### Task prompt
The word to find is "repository". State how many lines below contain it, giving only the number.

### Stored entries
========================================================================
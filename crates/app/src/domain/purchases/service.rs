//! Purchases service.

use async_trait::async_trait;
use mockall::automock;
use tracing::info;

use crate::{
    database::Db,
    domain::{
        identities::UserId,
        purchases::{
            data::NewPurchase,
            errors::PurchasesServiceError,
            records::{PurchaseId, PurchaseRecord, PurchaseStatus, PurchaseSummary},
            repository::PgPurchasesRepository,
        },
    },
};

#[derive(Debug, Clone)]
pub struct PgPurchasesService {
    db: Db,
    repository: PgPurchasesRepository,
}

impl PgPurchasesService {
    #[must_use]
    pub fn new(db: Db) -> Self {
        Self {
            db,
            repository: PgPurchasesRepository::new(),
        }
    }
}

#[async_trait]
impl PurchasesService for PgPurchasesService {
    async fn record_purchase(
        &self,
        purchase: NewPurchase,
    ) -> Result<PurchaseRecord, PurchasesServiceError> {
        purchase.validate()?;

        let mut tx = self.db.begin().await?;

        if !self
            .repository
            .package_exists(&mut tx, &purchase.package_id)
            .await?
        {
            return Err(PurchasesServiceError::NotFound);
        }

        let created = self
            .repository
            .create_purchase(
                &mut tx,
                PurchaseId::generate(),
                PurchaseStatus::Completed,
                &purchase,
            )
            .await?;

        tx.commit().await?;

        info!(
            purchase_id = %created.id,
            user_id = %created.user_id,
            package_id = %created.package_id,
            amount = %created.amount,
            "recorded purchase"
        );

        Ok(created)
    }

    async fn list_purchases_for_user(
        &self,
        user: UserId,
    ) -> Result<Vec<PurchaseRecord>, PurchasesServiceError> {
        let mut tx = self.db.begin().await?;

        let purchases = self
            .repository
            .list_purchases_for_user(&mut tx, &user)
            .await?;

        tx.commit().await?;

        Ok(purchases)
    }

    async fn purchase_summary(&self) -> Result<PurchaseSummary, PurchasesServiceError> {
        let mut tx = self.db.begin().await?;

        let summary = self.repository.purchase_summary(&mut tx).await?;

        tx.commit().await?;

        Ok(summary)
    }
}

#[automock]
#[async_trait]
pub trait PurchasesService: Send + Sync {
    /// Records a completed purchase of an existing package.
    ///
    /// Callers must have confirmed payment out-of-band. Not idempotent: every
    /// call creates a new ledger row.
    async fn record_purchase(
        &self,
        purchase: NewPurchase,
    ) -> Result<PurchaseRecord, PurchasesServiceError>;

    /// All purchases owned by the user, newest first.
    async fn list_purchases_for_user(
        &self,
        user: UserId,
    ) -> Result<Vec<PurchaseRecord>, PurchasesServiceError>;

    /// Purchase count and revenue across the whole ledger.
    async fn purchase_summary(&self) -> Result<PurchaseSummary, PurchasesServiceError>;
}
========================================================================
### Answer for the task
7